Collection entries:
-----
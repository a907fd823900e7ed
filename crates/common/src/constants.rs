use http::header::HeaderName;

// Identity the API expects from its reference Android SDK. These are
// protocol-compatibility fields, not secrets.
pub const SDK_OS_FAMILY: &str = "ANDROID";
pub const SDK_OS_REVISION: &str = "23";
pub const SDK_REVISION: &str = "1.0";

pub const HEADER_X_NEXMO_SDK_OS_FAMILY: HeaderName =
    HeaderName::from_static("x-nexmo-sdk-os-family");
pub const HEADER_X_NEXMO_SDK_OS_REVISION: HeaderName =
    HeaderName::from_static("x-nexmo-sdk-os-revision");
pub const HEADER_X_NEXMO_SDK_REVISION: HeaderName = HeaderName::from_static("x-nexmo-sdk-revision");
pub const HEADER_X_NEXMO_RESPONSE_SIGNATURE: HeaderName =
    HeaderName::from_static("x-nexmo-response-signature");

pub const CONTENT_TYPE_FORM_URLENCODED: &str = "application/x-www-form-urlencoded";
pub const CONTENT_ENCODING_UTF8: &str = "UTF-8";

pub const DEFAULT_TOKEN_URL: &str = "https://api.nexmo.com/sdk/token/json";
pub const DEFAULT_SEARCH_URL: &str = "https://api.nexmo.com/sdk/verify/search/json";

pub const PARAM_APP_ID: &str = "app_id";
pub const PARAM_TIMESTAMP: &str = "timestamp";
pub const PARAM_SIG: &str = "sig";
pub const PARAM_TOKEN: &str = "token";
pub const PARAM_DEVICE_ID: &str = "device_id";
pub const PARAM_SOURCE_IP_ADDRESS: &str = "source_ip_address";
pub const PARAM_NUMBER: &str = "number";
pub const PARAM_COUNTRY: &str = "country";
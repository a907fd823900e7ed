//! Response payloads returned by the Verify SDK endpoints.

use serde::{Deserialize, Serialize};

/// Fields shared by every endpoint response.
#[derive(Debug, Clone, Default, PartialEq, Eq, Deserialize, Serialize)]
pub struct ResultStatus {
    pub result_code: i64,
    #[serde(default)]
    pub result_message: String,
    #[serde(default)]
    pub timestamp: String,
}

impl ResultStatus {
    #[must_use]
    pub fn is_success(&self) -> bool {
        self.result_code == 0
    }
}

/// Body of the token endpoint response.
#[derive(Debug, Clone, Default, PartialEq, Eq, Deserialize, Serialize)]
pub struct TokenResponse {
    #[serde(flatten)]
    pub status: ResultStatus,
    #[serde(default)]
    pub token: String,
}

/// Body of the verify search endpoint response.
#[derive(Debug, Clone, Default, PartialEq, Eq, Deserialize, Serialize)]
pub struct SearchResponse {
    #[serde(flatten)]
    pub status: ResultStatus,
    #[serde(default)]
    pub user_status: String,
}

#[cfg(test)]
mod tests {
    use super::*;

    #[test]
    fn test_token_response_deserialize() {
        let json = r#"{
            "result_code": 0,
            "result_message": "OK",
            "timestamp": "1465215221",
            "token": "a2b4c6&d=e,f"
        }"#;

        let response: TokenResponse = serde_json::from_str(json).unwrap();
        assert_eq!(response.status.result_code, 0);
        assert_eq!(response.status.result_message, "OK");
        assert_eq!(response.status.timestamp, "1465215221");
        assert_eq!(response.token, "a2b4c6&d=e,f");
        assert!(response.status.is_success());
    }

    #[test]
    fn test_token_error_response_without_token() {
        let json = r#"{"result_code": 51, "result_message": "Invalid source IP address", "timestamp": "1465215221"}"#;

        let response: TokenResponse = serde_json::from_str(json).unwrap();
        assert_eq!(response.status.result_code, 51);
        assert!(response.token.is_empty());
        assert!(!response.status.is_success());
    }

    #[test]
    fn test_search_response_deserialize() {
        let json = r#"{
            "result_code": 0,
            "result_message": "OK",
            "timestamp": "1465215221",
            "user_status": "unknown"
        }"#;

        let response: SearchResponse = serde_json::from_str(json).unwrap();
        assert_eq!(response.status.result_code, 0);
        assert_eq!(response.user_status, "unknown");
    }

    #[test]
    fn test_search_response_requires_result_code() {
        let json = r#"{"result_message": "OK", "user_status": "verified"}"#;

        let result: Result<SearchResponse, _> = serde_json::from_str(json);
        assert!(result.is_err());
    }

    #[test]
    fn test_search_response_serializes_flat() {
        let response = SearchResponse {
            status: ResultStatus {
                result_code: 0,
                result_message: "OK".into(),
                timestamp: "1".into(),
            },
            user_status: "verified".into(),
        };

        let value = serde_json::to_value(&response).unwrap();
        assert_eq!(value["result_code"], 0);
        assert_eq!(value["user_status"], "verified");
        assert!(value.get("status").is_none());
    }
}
-----
Please return all of the entries shown above, exactly as they stand.

COMPLETED TASK:
repository a907fd823900e7ed
filename crates/common/src/constants.rs
use http::header::HeaderName;

// Identity the API expects from its reference Android SDK. These are
// protocol-compatibility fields, not secrets.
pub const SDK_OS_FAMILY: &str = "ANDROID";
pub const SDK_OS_REVISION: &str = "23";
pub const SDK_REVISION: &str = "1.0";

pub const HEADER_X_NEXMO_SDK_OS_FAMILY: HeaderName =
    HeaderName::from_static("x-nexmo-sdk-os-family");
pub const HEADER_X_NEXMO_SDK_OS_REVISION: HeaderName =
    HeaderName::from_static("x-nexmo-sdk-os-revision");
pub const HEADER_X_NEXMO_SDK_REVISION: HeaderName = HeaderName::from_static("x-nexmo-sdk-revision");
pub const HEADER_X_NEXMO_RESPONSE_SIGNATURE: HeaderName =
    HeaderName::from_static("x-nexmo-response-signature");

pub const CONTENT_TYPE_FORM_URLENCODED: &str = "application/x-www-form-urlencoded";
pub const CONTENT_ENCODING_UTF8: &str = "UTF-8";

pub const DEFAULT_TOKEN_URL: &str = "https://api.nexmo.com/sdk/token/json";
pub const DEFAULT_SEARCH_URL: &str = "https://api.nexmo.com/sdk/verify/search/json";

pub const PARAM_APP_ID: &str = "app_id";
pub const PARAM_TIMESTAMP: &str = "timestamp";
pub const PARAM_SIG: &str = "sig";
pub const PARAM_TOKEN: &str = "token";
pub const PARAM_DEVICE_ID: &str = "device_id";
pub const PARAM_SOURCE_IP_ADDRESS: &str = "source_ip_address";
pub const PARAM_NUMBER: &str = "number";
pub const PARAM_COUNTRY: &str = "country";
repository a907fd823900e7ed
//! Response payloads returned by the Verify SDK endpoints.

use serde::{Deserialize, Serialize};

/// Fields shared by every endpoint response.
#[derive(Debug, Clone, Default, PartialEq, Eq, Deserialize, Serialize)]
pub struct ResultStatus {
    pub result_code: i64,
    #[serde(default)]
    pub result_message: String,
    #[serde(default)]
    pub timestamp: String,
}

impl ResultStatus {
    #[must_use]
    pub fn is_success(&self) -> bool {
        self.result_code == 0
    }
}

/// Body of the token endpoint response.
#[derive(Debug, Clone, Default, PartialEq, Eq, Deserialize, Serialize)]
pub struct TokenResponse {
    #[serde(flatten)]
    pub status: ResultStatus,
    #[serde(default)]
    pub token: String,
}

/// Body of the verify search endpoint response.
#[derive(Debug, Clone, Default, PartialEq, Eq, Deserialize, Serialize)]
pub struct SearchResponse {
    #[serde(flatten)]
    pub status: ResultStatus,
    #[serde(default)]
    pub user_status: String,
}

#[cfg(test)]
mod tests {
    use super::*;

    #[test]
    fn test_token_response_deserialize() {
        let json = r#"{
            "result_code": 0,
            "result_message": "OK",
            "timestamp": "1465215221",
            "token": "a2b4c6&d=e,f"
        }"#;

        let response: TokenResponse = serde_json::from_str(json).unwrap();
        assert_eq!(response.status.result_code, 0);
        assert_eq!(response.status.result_message, "OK");
        assert_eq!(response.status.timestamp, "1465215221");
        assert_eq!(response.token, "a2b4c6&d=e,f");
        assert!(response.status.is_success());
    }

    #[test]
    fn test_token_error_response_without_token() {
        let json = r#"{"result_code": 51, "result_message": "Invalid source IP address", "timestamp": "1465215221"}"#;

        let response: TokenResponse = serde_json::from_str(json).unwrap();
        assert_eq!(response.status.result_code, 51);
        assert!(response.token.is_empty());
        assert!(!response.status.is_success());
    }

    #[test]
    fn test_search_response_deserialize() {
        let json = r#"{
            "result_code": 0,
            "result_message": "OK",
            "timestamp": "1465215221",
            "user_status": "unknown"
        }"#;

        let response: SearchResponse = serde_json::from_str(json).unwrap();
        assert_eq!(response.status.result_code, 0);
        assert_eq!(response.user_status, "unknown");
    }

    #[test]
    fn test_search_response_requires_result_code() {
        let json = r#"{"result_message": "OK", "user_status": "verified"}"#;

        let result: Result<SearchResponse, _> = serde_json::from_str(json);
        assert!(result.is_err());
    }

    #[test]
    fn test_search_response_serializes_flat() {
        let response = SearchResponse {
            status: ResultStatus {
                result_code: 0,
                result_message: "OK".into(),
                timestamp: "1".into(),
            },
            user_status: "verified".into(),
        };

        let value = serde_json::to_value(&response).unwrap();
        assert_eq!(value["result_code"], 0);
        assert_eq!(value["user_status"], "verified");
        assert!(value.get("status").is_none());
    }
}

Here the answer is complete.